Top 1 by group query

  • I have been struggling with this one for ages and therefore hoping someone will take pity on me and point me in the right direction!

    Bit of background: We are a charity and therefore dealing with donations rather than sales. Thought that might help with some of my terminology.

    I have a table which shows (amongst other things) the person ('contact_number') to which a transaction relates and the date of the transaction. (financial_history aka fh)

    There is another table which holds details of the transactions themselves (including the reason, the 'amount' and the fund). (financial_history_details aka fhd)

    The two tables, when joined, share the batch_number and the transaction_number fields and must be joined on both to ensure the correct link.

    What I am trying to do is return the entire row from 'fhd' that gives the highest 'amount' for each 'contact_number' in 'fh' as well as returning the 'contact_number' to allow me to do other joins.

    The catch is that for an large number of people that have regular donations with us, their highest 'amount' appears multiple times on different dates. In this event I only want the most recent 'highest' donation.

    I have some code which is so very nearly there but I can either return the correct number of rows with not enough of the columns I need or too many rows with all the columns.

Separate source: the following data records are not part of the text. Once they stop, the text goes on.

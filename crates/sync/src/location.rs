//! Location resolution by display name.

use replenish_core::LocationId;
use tracing::instrument;

use crate::shopify::{ShopifyClient, ShopifyError};

/// A store location as returned by the location enumeration.
#[derive(Debug, Clone, PartialEq, Eq)]
pub struct Location {
    pub id: LocationId,
    pub name: String,
}

/// Anything that can enumerate the store's locations.
#[allow(async_fn_in_trait)]
pub trait LocationSource {
    /// Up to 250 locations, in the order the store returns them.
    async fn locations(&self) -> Result<Vec<Location>, ShopifyError>;
}

impl LocationSource for ShopifyClient {
    async fn locations(&self) -> Result<Vec<Location>, ShopifyError> {
        self.get_locations().await
    }
}

/// Resolve a location name to its ID.
///
/// Matching is exact and case-sensitive after trimming both sides; the first
/// matching location wins.
///
/// # Errors
///
/// Returns an error if the location query fails.
#[instrument(skip(source))]
pub async fn resolve_location_id<S: LocationSource>(
    source: &S,
    name: &str,
) -> Result<Option<LocationId>, ShopifyError> {
    let wanted = name.trim();
    let locations = source.locations().await?;

    Ok(locations
        .into_iter()
        .find(|location| location.name.trim() == wanted)
        .map(|location| location.id))
}

/// List every location name, for reporting a failed resolution.
///
/// Never fails: a query error is logged and yields an empty list.
#[instrument(skip(source))]
pub async fn list_location_names<S: LocationSource>(source: &S) -> Vec<String> {
    match source.locations().await {
        Ok(locations) => locations.into_iter().map(|location| location.name).collect(),
        Err(e) => {
            tracing::warn!(error = %e, "Failed to list locations");
            Vec::new()
        }
    }
}

#[cfg(test)]
#[allow(clippy::unwrap_used)]
mod tests {
    use super::*;

    struct FakeLocations(Option<Vec<Location>>);

    impl LocationSource for FakeLocations {
        async fn locations(&self) -> Result<Vec<Location>, ShopifyError> {
            self.0.clone().ok_or(ShopifyError::MissingData)
        }
    }

    fn location(id: &str, name: &str) -> Location {
        Location {
            id: LocationId::new(id),
            name: name.to_string(),
        }
    }

    fn store() -> FakeLocations {
        FakeLocations(Some(vec![
            location("gid://shopify/Location/1", "Warehouse"),
            location("gid://shopify/Location/2", " Autospec 4x4 Penrith "),
            location("gid://shopify/Location/3", "Autospec 4x4 Penrith"),
        ]))
    }

    #[tokio::test]
    async fn test_resolve_trims_and_takes_first_match() {
        let id = resolve_location_id(&store(), "Autospec 4x4 Penrith  ")
            .await
            .unwrap();
        assert_eq!(id, Some(LocationId::new("gid://shopify/Location/2")));
    }

    #[tokio::test]
    async fn test_resolve_is_case_sensitive() {
        let id = resolve_location_id(&store(), "warehouse").await.unwrap();
        assert_eq!(id, None);
    }

    #[tokio::test]
    async fn test_resolve_propagates_errors() {
        let result = resolve_location_id(&FakeLocations(None), "Warehouse").await;
        assert!(result.is_err());
    }

    #[tokio::test]
    async fn test_list_names_degrades_to_empty() {
        assert!(list_location_names(&FakeLocations(None)).await.is_empty());
        assert_eq!(list_location_names(&store()).await.len(), 3);
    }
}
//! Core types for replenish.
//!
//! This module provides type-safe wrappers for the inventory and catalog
//! concepts shared by both sync pipelines.

pub mod catalog;
pub mod id;
pub mod inventory;
pub mod sku;

pub use catalog::{
    CatalogEntry, CatalogVariant, EXPORT_HEADERS, ExportRow, MAX_FLATTENED_OPTIONS,
    SelectedOption,
};
pub use id::*;
pub use inventory::{InventoryRecord, ParseQuantityNameError, QuantityName};
pub use sku::{Sku, normalize_sku, unique_skus};
//! In-memory workbook.

use std::collections::BTreeMap;

use super::{Row, SheetError, Workbook};

/// Workbook held in memory; nothing is persisted.
#[derive(Debug, Clone, Default)]
pub struct MemoryWorkbook {
    sheets: BTreeMap<String, Vec<Row>>,
}

impl MemoryWorkbook {
    #[must_use]
    pub fn new() -> Self {
        Self::default()
    }

    /// Build a workbook holding one sheet.
    #[must_use]
    pub fn with_sheet(name: &str, rows: Vec<Row>) -> Self {
        let mut workbook = Self::new();
        workbook.sheets.insert(name.to_string(), rows);
        workbook
    }

    /// Names of all sheets, sorted.
    pub fn sheet_names(&self) -> impl Iterator<Item = &str> {
        self.sheets.keys().map(String::as_str)
    }
}

impl Workbook for MemoryWorkbook {
    fn sheet(&self, name: &str) -> Result<Option<Vec<Row>>, SheetError> {
        Ok(self.sheets.get(name).cloned())
    }

    fn write_sheet(&mut self, name: &str, rows: &[Row]) -> Result<(), SheetError> {
        self.sheets.insert(name.to_string(), rows.to_vec());
        Ok(())
    }

    fn delete_sheet(&mut self, name: &str) -> Result<(), SheetError> {
        self.sheets.remove(name);
        Ok(())
    }
}
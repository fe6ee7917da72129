//! Workbook stored as one CSV file per sheet.

use std::fs;
use std::io::ErrorKind;
use std::path::{Path, PathBuf};

use super::{Row, SheetError, Workbook};

/// Stores sheet `<name>` as `<dir>/<name>.csv`.
#[derive(Debug, Clone)]
pub struct CsvWorkbook {
    dir: PathBuf,
}

impl CsvWorkbook {
    /// Open the workbook in `dir`. The directory is created on first write.
    pub fn new(dir: impl Into<PathBuf>) -> Self {
        Self { dir: dir.into() }
    }

    fn sheet_path(&self, name: &str) -> Result<PathBuf, SheetError> {
        if name.is_empty()
            || name.starts_with('.')
            || name.contains(['/', '\\'])
            || name.chars().any(char::is_control)
        {
            return Err(SheetError::InvalidName(name.to_string()));
        }
        Ok(self.dir.join(format!("{name}.csv")))
    }
}

impl Workbook for CsvWorkbook {
    fn sheet(&self, name: &str) -> Result<Option<Vec<Row>>, SheetError> {
        let path = self.sheet_path(name)?;
        let file = match fs::File::open(&path) {
            Ok(file) => file,
            Err(e) if e.kind() == ErrorKind::NotFound => return Ok(None),
            Err(e) => return Err(e.into()),
        };

        let mut reader = ::csv::ReaderBuilder::new()
            .has_headers(false)
            .flexible(true)
            .from_reader(file);

        let mut rows = Vec::new();
        for record in reader.records() {
            let record = record?;
            rows.push(record.iter().map(String::from).collect());
        }

        Ok(Some(rows))
    }

    fn write_sheet(&mut self, name: &str, rows: &[Row]) -> Result<(), SheetError> {
        let path = self.sheet_path(name)?;
        fs::create_dir_all(&self.dir)?;

        let tmp_path = path.with_extension("csv.tmp");
        let written = write_rows(&tmp_path, rows)
            .and_then(|()| fs::rename(&tmp_path, &path).map_err(SheetError::from));
        if let Err(e) = written {
            if let Err(cleanup) = fs::remove_file(&tmp_path)
                && cleanup.kind() != ErrorKind::NotFound
            {
                tracing::warn!(
                    path = %tmp_path.display(),
                    error = %cleanup,
                    "Left temp sheet behind"
                );
            }
            return Err(e);
        }

        tracing::debug!(sheet = name, rows = rows.len(), path = %path.display(), "Wrote sheet");
        Ok(())
    }

    fn delete_sheet(&mut self, name: &str) -> Result<(), SheetError> {
        let path = self.sheet_path(name)?;
        match fs::remove_file(&path) {
            Ok(()) => Ok(()),
            Err(e) if e.kind() == ErrorKind::NotFound => Ok(()),
            Err(e) => Err(e.into()),
        }
    }
}

fn write_rows(path: &Path, rows: &[Row]) -> Result<(), SheetError> {
    let mut writer = ::csv::WriterBuilder::new().flexible(true).from_path(path)?;
    for row in rows {
        writer.write_record(row)?;
    }
    writer.flush()?;
    Ok(())
}

#[cfg(test)]
#[allow(clippy::unwrap_used)]
mod tests {
    use super::*;

    fn row(cells: &[&str]) -> Row {
        cells.iter().map(|c| (*c).to_string()).collect()
    }

    #[test]
    fn test_missing_sheet_is_none() {
        let dir = tempfile::tempdir().unwrap();
        let workbook = CsvWorkbook::new(dir.path());
        assert!(workbook.sheet("InventoryLive").unwrap().is_none());
    }

    #[test]
    fn test_write_then_read_ragged_rows() {
        let dir = tempfile::tempdir().unwrap();
        let mut workbook = CsvWorkbook::new(dir.path().join("nested"));

        let rows = vec![
            row(&["SKU", "OnHand"]),
            row(&["AS-1", "3", "", "note, with comma"]),
            row(&["", ""]),
        ];
        workbook.write_sheet("InventoryLive", &rows).unwrap();

        assert_eq!(workbook.sheet("InventoryLive").unwrap().unwrap(), rows);
        assert!(dir.path().join("nested/InventoryLive.csv").exists());
    }

    #[test]
    fn test_reads_hand_written_file() {
        let dir = tempfile::tempdir().unwrap();
        fs::write(dir.path().join("InventoryLive.csv"), "SKU\nAS-1\n\"AS 2\",x\n").unwrap();

        let workbook = CsvWorkbook::new(dir.path());
        let rows = workbook.sheet("InventoryLive").unwrap().unwrap();
        assert_eq!(rows, vec![row(&["SKU"]), row(&["AS-1"]), row(&["AS 2", "x"])]);
    }

    #[test]
    fn test_delete_sheet() {
        let dir = tempfile::tempdir().unwrap();
        let mut workbook = CsvWorkbook::new(dir.path());

        workbook.delete_sheet("Debug_NotFound").unwrap();
        workbook
            .write_sheet("Debug_NotFound", &[row(&["GHOST"])])
            .unwrap();
        workbook.delete_sheet("Debug_NotFound").unwrap();
        assert!(workbook.sheet("Debug_NotFound").unwrap().is_none());
    }

    #[test]
    fn test_rejects_path_like_names() {
        let dir = tempfile::tempdir().unwrap();
        let workbook = CsvWorkbook::new(dir.path());
        assert!(matches!(
            workbook.sheet("../secrets"),
            Err(SheetError::InvalidName(_))
        ));
        assert!(workbook.sheet("").is_err());
    }

    #[test]
    fn test_failed_write_removes_temp_file() {
        let dir = tempfile::tempdir().unwrap();
        fs::create_dir_all(dir.path().join("InventoryLive.csv/locked")).unwrap();
        let mut workbook = CsvWorkbook::new(dir.path());

        let result = workbook.write_sheet("InventoryLive", &[row(&["SKU"])]);

        assert!(matches!(result, Err(SheetError::Io(_))));
        assert!(!dir.path().join("InventoryLive.csv.tmp").exists());
        assert!(dir.path().join("InventoryLive.csv/locked").is_dir());
    }
}
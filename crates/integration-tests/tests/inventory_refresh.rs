//! End-to-end tests for the `InventoryLive` refresh.

#![allow(clippy::unwrap_used)]

use std::fs;

use replenish_integration_tests::{
    client_for, graphql_data, graphql_request, level, mount_locations,
};
use replenish_sync::jobs::{self, DEBUG_SHEET, INVENTORY_SHEET, InventoryRefreshOutcome};
use replenish_sync::shopify::RetryPolicy;
use replenish_sync::workbook::{CsvWorkbook, Workbook};
use replenish_sync::SyncError;
use serde_json::json;
use tempfile::TempDir;
use wiremock::MockServer;
use wiremock::matchers::body_partial_json;

const PENRITH: &str = "Autospec 4x4 Penrith";

fn workbook_with(csv: &str) -> (TempDir, CsvWorkbook) {
    let dir = tempfile::tempdir().unwrap();
    fs::write(dir.path().join(format!("{INVENTORY_SHEET}.csv")), csv).unwrap();
    let workbook = CsvWorkbook::new(dir.path());
    (dir, workbook)
}

async fn mount_primary(server: &MockServer, search: &str, edges: serde_json::Value) {
    graphql_request("InventoryItemsBySku")
        .and(body_partial_json(json!({
            "variables": { "q": search, "loc": "gid://shopify/Location/2" }
        })))
        .respond_with(graphql_data(json!({
            "inventoryItems": { "pageInfo": { "hasNextPage": false }, "edges": edges }
        })))
        .expect(1)
        .mount(server)
        .await;
}

async fn mount_fallback(server: &MockServer, search: &str, edges: serde_json::Value) {
    graphql_request("ProductVariantsBySku")
        .and(body_partial_json(json!({
            "variables": { "q": search, "loc": "gid://shopify/Location/2" }
        })))
        .respond_with(graphql_data(json!({
            "productVariants": { "pageInfo": { "hasNextPage": false }, "edges": edges }
        })))
        .expect(1)
        .mount(server)
        .await;
}

// =============================================================================
// Scenarios
// =============================================================================

#[tokio::test]
async fn test_fallback_pass_fills_primary_miss() {
    let server = MockServer::start().await;
    mount_locations(&server).await;
    mount_primary(
        &server,
        r#"sku:("AS-1" OR "AS-2")"#,
        json!([{ "node": { "sku": "AS-1", "inventoryLevel": level(5, 4, 1, 0) } }]),
    )
    .await;
    mount_fallback(
        &server,
        "sku:'AS-2'",
        json!([{
            "node": {
                "sku": "AS-2 ",
                "inventoryItem": { "inventoryLevel": level(0, 2, 1, 6) }
            }
        }]),
    )
    .await;

    let client = client_for(&server, RetryPolicy::default());
    let (_dir, mut workbook) = workbook_with("SKU\nAS-1\nAS-2\n");

    let outcome = jobs::refresh_inventory(&client, &mut workbook, PENRITH)
        .await
        .unwrap();

    let rows = workbook.sheet(INVENTORY_SHEET).unwrap().unwrap();
    assert_eq!(
        rows[0],
        ["SKU", "OnHand", "Available", "Committed", "Inbound", "LastSync"]
    );
    assert_eq!(rows[1][..5], ["AS-1", "5", "4", "1", "0"]);
    assert_eq!(rows[2][..5], ["AS-2", "3", "2", "1", "6"]);
    assert!(!rows[1][5].is_empty());
    assert_eq!(rows[1][5], rows[2][5]);

    assert!(workbook.sheet(DEBUG_SHEET).unwrap().is_none());

    let InventoryRefreshOutcome::Refreshed(summary) = outcome else {
        panic!("expected a refresh, got {outcome:?}");
    };
    assert_eq!(summary.hits, 2);
    assert!(summary.misses.is_empty());
}

#[tokio::test]
async fn test_ghost_sku_zeroed_and_listed() {
    let server = MockServer::start().await;
    mount_locations(&server).await;
    mount_primary(
        &server,
        r#"sku:("AS-1" OR "GHOST")"#,
        json!([{ "node": { "sku": "AS-1", "inventoryLevel": level(5, 4, 1, 0) } }]),
    )
    .await;
    mount_fallback(&server, "sku:'GHOST'", json!([])).await;

    let client = client_for(&server, RetryPolicy::default());
    let (dir, mut workbook) = workbook_with("SKU,OnHand\nAS-1,old\nGHOST,old\n");

    jobs::refresh_inventory(&client, &mut workbook, PENRITH)
        .await
        .unwrap();

    let rows = workbook.sheet(INVENTORY_SHEET).unwrap().unwrap();
    assert_eq!(rows[2][..5], ["GHOST", "0", "0", "0", "0"]);

    let debug = fs::read_to_string(dir.path().join(format!("{DEBUG_SHEET}.csv"))).unwrap();
    assert_eq!(
        debug.lines().collect::<Vec<_>>(),
        ["SKU not returned at location: Autospec 4x4 Penrith", "GHOST"]
    );
}

#[tokio::test]
async fn test_unknown_location_aborts_before_lookups() {
    let server = MockServer::start().await;
    mount_locations(&server).await;
    graphql_request("InventoryItemsBySku")
        .respond_with(graphql_data(json!({ "inventoryItems": { "edges": [] } })))
        .expect(0)
        .mount(&server)
        .await;

    let client = client_for(&server, RetryPolicy::default());
    let (_dir, mut workbook) = workbook_with("SKU\nAS-1\n");

    let err = jobs::refresh_inventory(&client, &mut workbook, "Brisbane")
        .await
        .unwrap_err();

    assert!(matches!(err, SyncError::LocationNotFound { .. }));
    assert_eq!(
        err.to_string(),
        "Location 'Brisbane' not found. Available: Warehouse, Autospec 4x4 Penrith"
    );
}

#[tokio::test]
async fn test_failed_lookup_leaves_quantities_untouched() {
    let server = MockServer::start().await;
    mount_locations(&server).await;
    graphql_request("InventoryItemsBySku")
        .respond_with(wiremock::ResponseTemplate::new(502).set_body_string("bad gateway"))
        .expect(3)
        .mount(&server)
        .await;

    let client = client_for(&server, RetryPolicy::default());
    let (_dir, mut workbook) = workbook_with("SKU,OnHand\nAS-1,7\n");

    let err = jobs::refresh_inventory(&client, &mut workbook, PENRITH)
        .await
        .unwrap_err();
    assert!(matches!(err, SyncError::Shopify(_)));

    let rows = workbook.sheet(INVENTORY_SHEET).unwrap().unwrap();
    assert_eq!(rows[1], ["AS-1", "7"]);
}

    If I've not given enough detail, please let me know and I'll supply more.

    Thanks in advance,

    Peter

  • Please provide existing code

    -----------------------------------------------------------------------------------------------------------------------------------------------------------------------------------------------------
    This thing is addressing problems that dont exist. Its solution-ism at its worst. We are dumbing down machines that are inherently superior. - Gilfoyle

  • Peter, i can somewhat visualize your existing system and i guess i have a code that might get u there, but as Henrico said, we need to see "physically" how your tables and data in the tables are.. so please provide:

    1. Table Structures - CREATE TABLE scripts

    2. Constraints or Indexes in the table, - CREATE scripts

    3. SAMPLE DATA - INSERT INTO TABLE (Columns) VALUES scripts

    4. Desired output - some visual representation of this.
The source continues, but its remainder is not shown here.